*** Opening Given data ***

//! Firmata protocol constants

// ########################################
// Message command bytes (128-255/0x80-0xFF)

/// Send data for a digital port (collection of 8 pins)
pub const DIGITAL_MESSAGE: u8 = 0x90;
/// Send data for an analog pin (or PWM)
pub const ANALOG_MESSAGE: u8 = 0xE0;
/// Enable analog input by pin #
pub const REPORT_ANALOG: u8 = 0xC0;
/// Enable digital input by port pair
pub const REPORT_DIGITAL: u8 = 0xD0;
/// Digital message input range upper byte bound
pub const DIGITAL_MESSAGE_BOUND: u8 = 0x9F;
/// Analog message input range upper byte bound
pub const ANALOG_MESSAGE_BOUND: u8 = 0xEF;
//
/// Set a pin to INPUT/OUTPUT/PWM/etc
pub const SET_PIN_MODE: u8 = 0xF4;
//
/// Report protocol version
pub const REPORT_VERSION: u8 = 0xF9;
//
/// Start a MIDI Sysex message
pub const START_SYSEX: u8 = 0xF0;
/// End a MIDI Sysex message
pub const END_SYSEX: u8 = 0xF7;

// Extended command set using sysex (0-127/0x00-0x7F)

/// Communicate with serial devices attached to the board
pub const SERIAL_DATA: u8 = 0x60;
/// Report name and version of the firmware
pub const REPORT_FIRMWARE: u8 = 0x79;
/// Ask for supported modes and resolution of all pins
pub const CAPABILITY_QUERY: u8 = 0x6B;
/// Reply with supported modes and resolution
pub const CAPABILITY_RESPONSE: u8 = 0x6C;
/// Ask for mapping of analog to pin numbers
pub const ANALOG_MAPPING_QUERY: u8 = 0x69;
/// Reply with mapping info
pub const ANALOG_MAPPING_RESPONSE: u8 = 0x6A;
/// Set the poll rate of the main loop
pub const SAMPLING_INTERVAL: u8 = 0x7A;

// SERIAL_DATA sub-commands (upper nibble; low bits carry the port id)

/// Configure a hardware or software serial port
pub const SERIAL_CONFIG: u8 = 0x10;
/// Write bytes out through a serial port
pub const SERIAL_WRITE: u8 = 0x20;
/// Request reads from a serial port
pub const SERIAL_READ: u8 = 0x30;
/// Bytes read from a serial port
pub const SERIAL_REPLY: u8 = 0x40;

/// First software serial port id
pub const SW_SERIAL0: u8 = 0x08;

// Other values

/// Analog channel value marking a pin as not analog
pub const NOT_ANALOG: u8 = 127;
/// Pin capability list separator in CAPABILITY_RESPONSE
pub const CAPABILITY_PIN_SEPARATOR: u8 = 0x7F;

*** Closing Given data ***

Task to carry out →
Up to and including the line with "pub const REPORT_DIGITAL: u8 = 0xD0;", restate the records above word for word from the very first line.

Response to the exercise →
//! Firmata protocol constants

// ########################################
// Message command bytes (128-255/0x80-0xFF)

/// Send data for a digital port (collection of 8 pins)
pub const DIGITAL_MESSAGE: u8 = 0x90;
/// Send data for an analog pin (or PWM)
pub const ANALOG_MESSAGE: u8 = 0xE0;
/// Enable analog input by pin #
pub const REPORT_ANALOG: u8 = 0xC0;
/// Enable digital input by port pair
pub const REPORT_DIGITAL: u8 = 0xD0;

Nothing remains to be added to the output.